Semgmp
Semgmp

Reputation: 11

Bssh automate file transfer between two linux servers

Please, I am sorry to bother you with my questions but I have two question that i will like to have the input of an expert.

Question : 1

We have two linux based server that received incoming file from users and another server that we store those file in it I would like to know is there a way to automate the file transfer, let me explain myself here .

I want to know if it's possible for the file to be transferred to our asset server as soon as the user upload it and after that it should be deleted from the server.

Is there any method you can advise me to use I am new to Linux world but I have a programming background ,but was thinking about a bash but don't really know how to go about it.

Question 2 :

Is it possible to create a bash to automate file installation from online server.

Thank you your help will be appreciate.

Upvotes: 1

Views: 261

Answers (2)

Asfbar
Asfbar

Reputation: 279

the classic solution for your both question is bash script and crontab. bash script will automate the file transfer and crontab will make it to be schedule when you like.

#!/bin/bash
scp -r /path/to/upload_files user@destination_IP:/path/to/upload/files

in order to set cronjob:

  1. switch to required user run: crontab -e

Upvotes: 0

Tim Small
Tim Small

Reputation: 98

I will give a generalised answer.

You could trigger a script on upload, or if that's not possible for some reason, then Linux has a couple of notify APIs that a command can use to watch a directory.

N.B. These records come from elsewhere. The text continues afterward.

//! Flow tag recording
//!
//! Every ingested batch contributes one `(metric, label name)` entry to the
//! field table and one `(metric, label name, label value)` entry to the
//! field-value table, covering app and target labels alike. A bounded
//! fingerprint cache deduplicates entries before they reach the store; the
//! companion tables are logically sets, so the occasional re-insert after
//! eviction is tolerated.

use crate::config::TableOptions;
use crate::ingest::sample::PROMETHEUS_DB;
use crate::store::{ColumnarStore, Value};
use crate::wire;
use moka::sync::Cache;
use parking_lot::Mutex;
use tracing::debug;

/// Field (tag name) table.
pub const FIELD_TABLE: &str = "prometheus_custom_field";
/// Field value table.
pub const FIELD_VALUE_TABLE: &str = "prometheus_custom_field_value";

/// Upper bound on distinct fingerprints held for deduplication.
pub const DEFAULT_TAG_CACHE_CAPACITY: u64 = 1 << 20;

#[derive(Debug, Clone, PartialEq, Eq)]
struct FlowTag {
    timestamp_ms: i64,
    /// Metric the tag was observed on
    table: String,
    field_name: String,
    /// Empty for field-table entries
    field_value: String,
}

/// Records newly observed tag pairs into the companion tables
pub struct FlowTagWriter {
    cache: Cache<u64, ()>,
    pending_fields: Mutex<Vec<FlowTag>>,
    pending_values: Mutex<Vec<FlowTag>>,
}

impl Default for FlowTagWriter {
    fn default() -> Self {
        Self::new()
    }
}

impl FlowTagWriter {
    pub fn new() -> Self {
        Self::with_capacity(DEFAULT_TAG_CACHE_CAPACITY)
    }

    pub fn with_capacity(capacity: u64) -> Self {
        Self {
            cache: Cache::new(capacity),
            pending_fields: Mutex::new(Vec::new()),
            pending_values: Mutex::new(Vec::new()),
        }
    }

    /// DDL for the companion tables. Both are plain sets ordered by their
    /// natural key; duplicates collapse at merge time.
    pub fn create_statements(&self, opts: &TableOptions) -> Vec<String> {
        let ttl = if opts.ttl_days > 0 {
            format!(" TTL time + toIntervalDay({})", opts.ttl_days)
        } else {
            String::new()
        };
        vec![
            format!(
                "CREATE TABLE IF NOT EXISTS {PROMETHEUS_DB}.`{FIELD_TABLE}` \
                 (`time` DateTime, `table` String, `field_name` String) \
                 ENGINE = ReplacingMergeTree() \
                 ORDER BY (`table`, `field_name`){ttl}"
            ),
            format!(
                "CREATE TABLE IF NOT EXISTS {PROMETHEUS_DB}.`{FIELD_VALUE_TABLE}` \
                 (`time` DateTime, `table` String, `field_name` String, `field_value` String) \
                 ENGINE = ReplacingMergeTree() \
                 ORDER BY (`table`, `field_name`, `field_value`){ttl}"
            ),
        ]
    }

    /// Derive flow tags from one series and stage the ones not seen before.
    /// `label_name_ids`/`label_value_ids` parallel `series.labels` and feed
    /// the fingerprint when available; labels beyond the ID slices fall back
    /// to string hashing.
    pub fn record(
        &self,
        metric_name: &str,
        series: &wire::TimeSeries,
        label_name_ids: &[u32],
        label_value_ids: &[u32],
    ) {
        let timestamp_ms = series
            .samples
            .first()
            .map(|s| s.timestamp)
            .unwrap_or_default();
        let metric_crc = crc32(metric_name.as_bytes());

        for (i, label) in series.labels.iter().enumerate() {
            if label.name == wire::METRIC_NAME_LABEL {
                continue;
            }

            let pair_crc = match (label_name_ids.get(i), label_value_ids.get(i)) {
                (Some(name_id), Some(value_id)) => {
                    let mut buf = [0u8; 8];
                    buf[..4].copy_from_slice(&name_id.to_le_bytes());
                    buf[4..].copy_from_slice(&value_id.to_le_bytes());
                    crc32(&buf)
                }
                _ => {
                    let mut h = crc32fast::Hasher::new();
                    h.update(label.name.as_bytes());
                    h.update(b"\0");
                    h.update(label.value.as_bytes());
                    h.finalize()
                }
            };
            let fingerprint = ((metric_crc as u64) << 32) | pair_crc as u64;
            if self.cache.contains_key(&fingerprint) {
                continue;
            }
            self.cache.insert(fingerprint, ());

            self.pending_fields.lock().push(FlowTag {
                timestamp_ms,
                table: metric_name.to_string(),
                field_name: label.name.clone(),
                field_value: String::new(),
            });
            self.pending_values.lock().push(FlowTag {
                timestamp_ms,
                table: metric_name.to_string(),
                field_name: label.name.clone(),
                field_value: label.value.clone(),
            });
        }
    }

    /// Forward staged entries to the companion tables. Failed inserts are
    /// dropped; the fingerprints age out of the cache and the pairs are
    /// re-recorded by later batches.
    pub async fn flush_cached(&self, store: &dyn ColumnarStore) {
        let fields: Vec<FlowTag> = std::mem::take(&mut *self.pending_fields.lock());
        let values: Vec<FlowTag> = std::mem::take(&mut *self.pending_values.lock());
        if fields.is_empty() && values.is_empty() {
            return;
        }
        debug!(
            fields = fields.len(),
            values = values.len(),
            "flushing flow tags"
        );

        if !fields.is_empty() {
            let columns = ["time", "table", "field_name"].map(String::from).to_vec();
            let rows: Vec<Vec<Value>> = fields
                .iter()
                .map(|t| {
                    vec![
                        Value::DateTime(t.timestamp_ms / 1000),
                        Value::String(t.table.clone()),
                        Value::String(t.field_name.clone()),
                    ]
                })
                .collect();
            let _ = store
                .insert(PROMETHEUS_DB, FIELD_TABLE, &columns, &rows)
                .await;
        }
        if !values.is_empty() {
            let columns = ["time", "table", "field_name", "field_value"]
                .map(String::from)
                .to_vec();
            let rows: Vec<Vec<Value>> = values
                .iter()
                .map(|t| {
                    vec![
                        Value::DateTime(t.timestamp_ms / 1000),
                        Value::String(t.table.clone()),
                        Value::String(t.field_name.clone()),
                        Value::String(t.field_value.clone()),
                    ]
                })
                .collect();
            let _ = store
                .insert(PROMETHEUS_DB, FIELD_VALUE_TABLE, &columns, &rows)
                .await;
        }
    }
}

fn crc32(data: &[u8]) -> u32 {
    let mut hasher = crc32fast::Hasher::new();
    hasher.update(data);
    hasher.finalize()
}

#[cfg(test)]
mod tests {
    use super::*;
    use crate::store::QueryResult;
    use crate::Result;
    use async_trait::async_trait;
    use std::sync::Arc;

    #[derive(Default)]
    struct CountingStore {
        rows: Mutex<Vec<(String, usize)>>,
    }

    #[async_trait]
    impl ColumnarStore for CountingStore {
        async fn execute(&self, _sql: &str) -> Result<()> {
            Ok(())
        }
        async fn query(&self, _sql: &str) -> Result<QueryResult> {
            Ok(QueryResult::default())
        }
        async fn insert(
            &self,
            _database: &str,
            table: &str,
            _columns: &[String],
            rows: &[Vec<Value>],
        ) -> Result<()> {
            self.rows.lock().push((table.into(), rows.len()));
            Ok(())
        }
    }

    fn series() -> wire::TimeSeries {
        wire::TimeSeries {
            labels: vec![
                wire::Label {
                    name: wire::METRIC_NAME_LABEL.into(),
                    value: "up".into(),
                },
                wire::Label {
                    name: "job".into(),
                    value: "node".into(),
                },
                wire::Label {
                    name: "instance".into(),
                    value: "10.0.0.1:9100".into(),
                },
            ],
            samples: vec![wire::Sample {
                value: 1.0,
                timestamp: 1_700_000_000_000,
            }],
        }
    }

    #[tokio::test]
    async fn test_duplicate_series_records_once() {
        let writer = FlowTagWriter::new();
        let store = Arc::new(CountingStore::default());

        writer.record("up", &series(), &[0, 1, 2], &[0, 10, 20]);
        writer.flush_cached(store.as_ref()).await;
        let first: usize = store.rows.lock().iter().map(|(_, n)| n).sum();
        assert_eq!(first, 4); // 2 labels x (field + field_value)

        writer.record("up", &series(), &[0, 1, 2], &[0, 10, 20]);
        writer.flush_cached(store.as_ref()).await;
        let second: usize = store.rows.lock().iter().map(|(_, n)| n).sum();
        assert_eq!(second, first);
    }

    #[test]
    fn test_metric_name_label_skipped() {
        let writer = FlowTagWriter::new();
        writer.record("up", &series(), &[], &[]);
        assert_eq!(writer.pending_fields.lock().len(), 2);
        assert!(writer
            .pending_fields
            .lock()
            .iter()
            .all(|t| t.field_name != wire::METRIC_NAME_LABEL));
    }

    #[test]
    fn test_ddl_names_both_tables() {
        let writer = FlowTagWriter::new();
        let ddl = writer.create_statements(&TableOptions {
            ttl_days: 7,
            ..Default::default()
        });
        assert_eq!(ddl.len(), 2);
        assert!(ddl[0].contains(FIELD_TABLE));
        assert!(ddl[1].contains(FIELD_VALUE_TABLE));
        assert!(ddl[1].contains("toIntervalDay(7)"));
    }
}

Once that's done, you will need to transfer the file. Again, more than one way of doing this, but some possibilities would be scp, sftp, or an HTTP POST (maybe using curl). If using scp/sftp, you should use key based authentication rather than passwords.

If, (and only if I presume) that worked successfully, you would want to remove the file (if it didn't, perhaps you could use the mail command to complain to someone and/or use the mv command to move the problem file into another directory).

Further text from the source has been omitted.